What’s Slow About Fast Fashion?
Published October 21, 2024
A Kahn Institute Short-Term Project
Monday, January 13 from 4 to 7 p.m.
Tuesday, January 14 from 9 a.m. to 3 p.m.
Organizing Fellows
Elisabeth Armstrong, Study of Women, Gender, and Sexuality
Kiki Smith, Theatre
Project Description
Embedded in the question-title of this project—the slow—is a reminder about what is hidden in the critical term “fast fashion.” What is slow are the complex histories and daily lives of people making clothes on a global assembly line, the slow work of ensuring human rights, living wages, and dignity in this labor, the slow processes of the planet absorbing ever-increasing discarded clothing, dyes, and remnants of production, even the relatively slow shipping containers transporting finished goods across oceans. Taking the “slow” and the “fast” together, this Kahn project will explore how online shopping, instant gratification, and swift-moving trends also span generational and epochal timeframes.
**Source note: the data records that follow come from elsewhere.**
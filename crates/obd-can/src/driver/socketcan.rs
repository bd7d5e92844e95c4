//! Raw SocketCAN driver (Linux only)

use ::socketcan::{
    CanFrame as RawFrame, CanSocket, EmbeddedFrame, ExtendedId, Frame, Id, Socket, StandardId,
};

use super::{CanDriver, CanFrame, DriverError};

/// Raw CAN socket in non-blocking mode.
///
/// `any()` reads ahead by at most one frame and parks it, so checking for
/// traffic never loses or splits a frame.
pub struct SocketCanDriver {
    interface: String,
    socket: CanSocket,
    pending: Option<CanFrame>,
}

impl SocketCanDriver {
    pub fn open(interface: &str) -> Result<Self, DriverError> {
        let socket = CanSocket::open(interface)
            .map_err(|e| DriverError::Open(format!("{}: {}", interface, e)))?;
        socket
            .set_nonblocking(true)
            .map_err(|e| DriverError::Open(format!("Failed to set non-blocking: {}", e)))?;

        tracing::info!(interface = %interface, "Raw CAN socket opened");

        Ok(Self {
            interface: interface.to_string(),
            socket,
            pending: None,
        })
    }

    pub fn interface(&self) -> &str {
        &self.interface
    }

    fn read_one(&mut self) -> Result<Option<CanFrame>, DriverError> {
        loop {
            match self.socket.read_frame() {
                Ok(frame) if frame.is_error_frame() => {
                    tracing::debug!(id = format!("0x{:X}", frame.raw_id()), "Skipping CAN error frame");
                }
                Ok(frame) => {
                    return Ok(Some(CanFrame {
                        id: frame.raw_id(),
                        extended: frame.is_extended(),
                        remote: frame.is_remote_frame(),
                        data: frame.data().to_vec(),
                    }));
                }
                Err(ref e) if e.kind() == std::io::ErrorKind::WouldBlock => return Ok(None),
                Err(e) => return Err(DriverError::Receive(e.to_string())),
            }
        }
    }
}

fn to_raw(frame: &CanFrame) -> Result<RawFrame, DriverError> {
    let id = if frame.extended {
        ExtendedId::new(frame.id).map(Id::Extended)
    } else {
        u16::try_from(frame.id)
            .ok()
            .and_then(StandardId::new)
            .map(Id::Standard)
    }
    .ok_or_else(|| DriverError::Send(format!("Invalid CAN ID: 0x{:X}", frame.id)))?;

    let raw = if frame.remote {
        RawFrame::new_remote(id, frame.data.len())
    } else {
        RawFrame::new(id, &frame.data)
    };
    raw.ok_or_else(|| DriverError::Send(format!("Invalid frame payload ({} bytes)", frame.data.len())))
}

impl CanDriver for SocketCanDriver {
    fn any(&mut self) -> bool {
        if self.pending.is_some() {
            return true;
        }
        match self.read_one() {
            Ok(frame) => {
                self.pending = frame;
                self.pending.is_some()
            }
            Err(e) => {
                tracing::error!(error = %e, "SocketCAN read error");
                false
            }
        }
    }

    fn recv(&mut self) -> Result<Option<CanFrame>, DriverError> {
        match self.pending.take() {
            Some(frame) => Ok(Some(frame)),
            None => self.read_one(),
        }
    }

    fn send(&mut self, frame: &CanFrame) -> Result<(), DriverError> {
        let raw = to_raw(frame)?;
        self.socket
            .write_frame(&raw)
            .map_err(|e| DriverError::Send(e.to_string()))
    }

    fn clear_rx_queue(&mut self) {
        self.pending = None;
        let mut drained = 0usize;
        while let Ok(Some(_)) = self.read_one() {
            drained += 1;
        }
        if drained > 0 {
            tracing::debug!(drained, "Drained stale frames from socket");
        }
    }
}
We will launch our work together with a visit from Liana Foxvog, Director of Supply Chain Strategies at Worker Rights Consortium, on Monday, January 13, from 4 to 7 p.m. On the morning of Tuesday, January 14, we will meet at the costume shop to examine items from the Historic Clothing Collection alongside fast-fashion items. A sample maker for forty years in New York’s Fashion (7th) Avenue, Germaine Lamothe will speak about garment creation as a craft and an art form: how they are made, where the corners were cut, and why these choices were made from the point of view of production. After the morning at the costume shop, fellows will return to the Kahn for lunch and discussion.
Statements of interest are due Thursday, November 7. Fellows will be notified no later than Friday, November 15.